## Data to use
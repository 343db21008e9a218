//! Two full orchestrators driving a channel from opening to cooperative
//! conclusion, with every commitment crossing the wire as a real message.

use primitive_types::U256;
use shared_types::{Commitment, CommitmentType};

use fm_engine::orchestrator::{Effects, EngineRequest, Orchestrator};
use fm_engine::process::ProcessState;
use fm_protocols::{MessagePayload, OutboundMessage, ProtocolAction};

use crate::fixtures::{create_channel, create_keys, create_prefund};

/// Hand a wire message to the recipient's process, as its transport would.
fn deliver(orchestrator: &mut Orchestrator, process_id: &str, message: &OutboundMessage) -> Effects {
    assert_eq!(message.recipient, orchestrator.address());
    match &message.payload {
        MessagePayload::Commitments {
            protocol_locator,
            signed_commitments,
        } => orchestrator.dispatch(ProtocolAction::CommitmentsReceived {
            process_id: process_id.to_string(),
            protocol_locator: protocol_locator.clone(),
            signed_commitments: signed_commitments.clone(),
        }),
        other => panic!("unexpected payload: {other:?}"),
    }
}

/// Open an application channel across both engines and finish the setup
/// rounds. Returns the two process ids and the opening commitment.
fn open_channel(a: &mut Orchestrator, b: &mut Orchestrator) -> (String, String, Commitment) {
    let (pid_a, _) = a.handle_request(EngineRequest::InitializeChannel);
    let (pid_b, _) = b.handle_request(EngineRequest::InitializeChannel);

    let channel = create_channel_for(a, b);
    let opening = create_prefund(&channel, vec![U256::from(5), U256::from(5)], vec![]);

    // Turn 0: A signs and relays.
    let effects = a.dispatch(ProtocolAction::OwnCommitment {
        process_id: pid_a.clone(),
        commitment: opening.clone(),
    });
    deliver(b, &pid_b, &effects.messages[0]);

    // Turns 1..=3 alternate movers, each relaying the full history.
    let mut latest = opening.clone();
    for _ in 1..=3 {
        latest = latest.next_setup().unwrap();
        let (mover, mover_pid, other, other_pid) = if latest.turn_num % 2 == 0 {
            (&mut *a, &pid_a, &mut *b, &pid_b)
        } else {
            (&mut *b, &pid_b, &mut *a, &pid_a)
        };
        let effects = mover.dispatch(ProtocolAction::OwnCommitment {
            process_id: mover_pid.clone(),
            commitment: latest.clone(),
        });
        deliver(other, other_pid, &effects.messages[0]);
    }
    (pid_a, pid_b, opening)
}

fn create_channel_for(a: &Orchestrator, b: &Orchestrator) -> shared_types::Channel {
    let (key_a, key_b) = create_keys();
    assert_eq!(key_a.address(), a.address());
    assert_eq!(key_b.address(), b.address());
    create_channel(&key_a, &key_b, 42)
}

fn create_engines() -> (Orchestrator, Orchestrator) {
    let (key_a, key_b) = create_keys();
    (Orchestrator::new(key_a), Orchestrator::new(key_b))
}

#[test]
fn test_channel_opens_across_two_engines() {
    let (mut a, mut b) = create_engines();
    let (pid_a, pid_b, opening) = open_channel(&mut a, &mut b);
    let channel_id = opening.channel_id();

    for (engine, pid) in [(&a, &pid_a), (&b, &pid_b)] {
        assert!(matches!(
            engine.process(pid),
            Some(ProcessState::Application(_))
        ));
        let state = engine.shared().channel(&channel_id).unwrap();
        assert_eq!(state.turn_num(), Some(3));
        assert_eq!(
            state.last_commitment().unwrap().commitment.commitment_type,
            CommitmentType::PostFundSetup
        );
    }
}

#[test]
fn test_cooperative_conclusion() {
    let (mut a, mut b) = create_engines();
    let (_, _, opening) = open_channel(&mut a, &mut b);
    let channel_id = opening.channel_id();

    // A starts the conclude round; turn 4 is its move, so the commitment
    // goes out immediately.
    let (pid_a, effects) = a.handle_request(EngineRequest::ConcludeRequested { channel_id });
    assert_eq!(effects.messages.len(), 1);

    // B joins the round, countersigns turn 5, and relays back.
    let (pid_b, _) = b.handle_request(EngineRequest::ConcludeRequested { channel_id });
    let effects = deliver(&mut b, &pid_b, &effects.messages[0]);
    assert!(b.process(&pid_b).is_none());
    assert_eq!(effects.messages.len(), 1);

    let effects = deliver(&mut a, &pid_a, &effects.messages[0]);
    assert!(effects.is_empty());
    assert!(a.process(&pid_a).is_none());

    for engine in [&a, &b] {
        let state = engine.shared().channel(&channel_id).unwrap();
        let last = state.last_commitment().unwrap();
        assert_eq!(last.commitment.commitment_type, CommitmentType::Conclude);
        assert_eq!(last.commitment.turn_num, 5);
        assert_eq!(last.commitment.commitment_count, 1);
    }
}

#[test]
fn test_chain_conclusion_finishes_the_application_process() {
    let (mut a, mut b) = create_engines();
    let (pid_a, _, opening) = open_channel(&mut a, &mut b);
    let channel_id = opening.channel_id();

    a.dispatch(ProtocolAction::ConcludedEvent {
        process_id: "chain-watcher".into(),
        channel_id,
    });
    assert!(a.process(&pid_a).is_none());
    drop(b);
}
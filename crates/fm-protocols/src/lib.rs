//! # fm-protocols
//!
//! The protocol state machines that drive a channel through its lifecycle:
//! funding, off-chain updates, dispute challenge/response, and ledger
//! reallocation.
//!
//! ## Architecture
//!
//! Every protocol is a plain enum state machine with two operations:
//!
//! ```text
//! initialize(args, &mut SharedData)            -> State
//! reduce(State, &mut SharedData, &Action)      -> State
//! ```
//!
//! Reducers are pure apart from the shared store: waiting is a *state*,
//! never a blocked call, and all apparently-asynchronous work (a peer's
//! signature, a mined transaction, a chain event) resumes the machine via
//! the next inbound action. Composed protocols embed the states of their
//! children and forward actions to exactly one child by comparing the
//! action's [`locator::ProtocolLocator`] against the child's.
//!
//! Outbound effects (messages to peers, transaction requests toward the
//! chain) are queued on the shared data's outbox and drained by the
//! orchestrating layer; no protocol talks to a transport directly.

pub mod actions;
pub mod advance_channel;
pub mod application;
pub mod consensus_update;
pub mod direct_funding;
pub mod dispute;
pub mod ledger_defunding;
pub mod ledger_funding;
pub mod ledger_top_up;
pub mod locator;
pub mod outbox;
pub mod shared_data;
pub mod transaction_submission;
pub mod withdrawing;

pub use actions::ProtocolAction;
pub use locator::{ProtocolLocator, ProtocolTag};
pub use outbox::{MessagePayload, OutboundMessage, TransactionKind, TransactionRequest};
pub use shared_data::{ChannelState, SharedData, StoreError, StoreResult};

## Task to complete
All lines of the listing holding the string "wire" must be returned, copied as they stand.

## Exercise response
//! conclusion, with every commitment crossing the wire as a real message.
/// Hand a wire message to the recipient's process, as its transport would.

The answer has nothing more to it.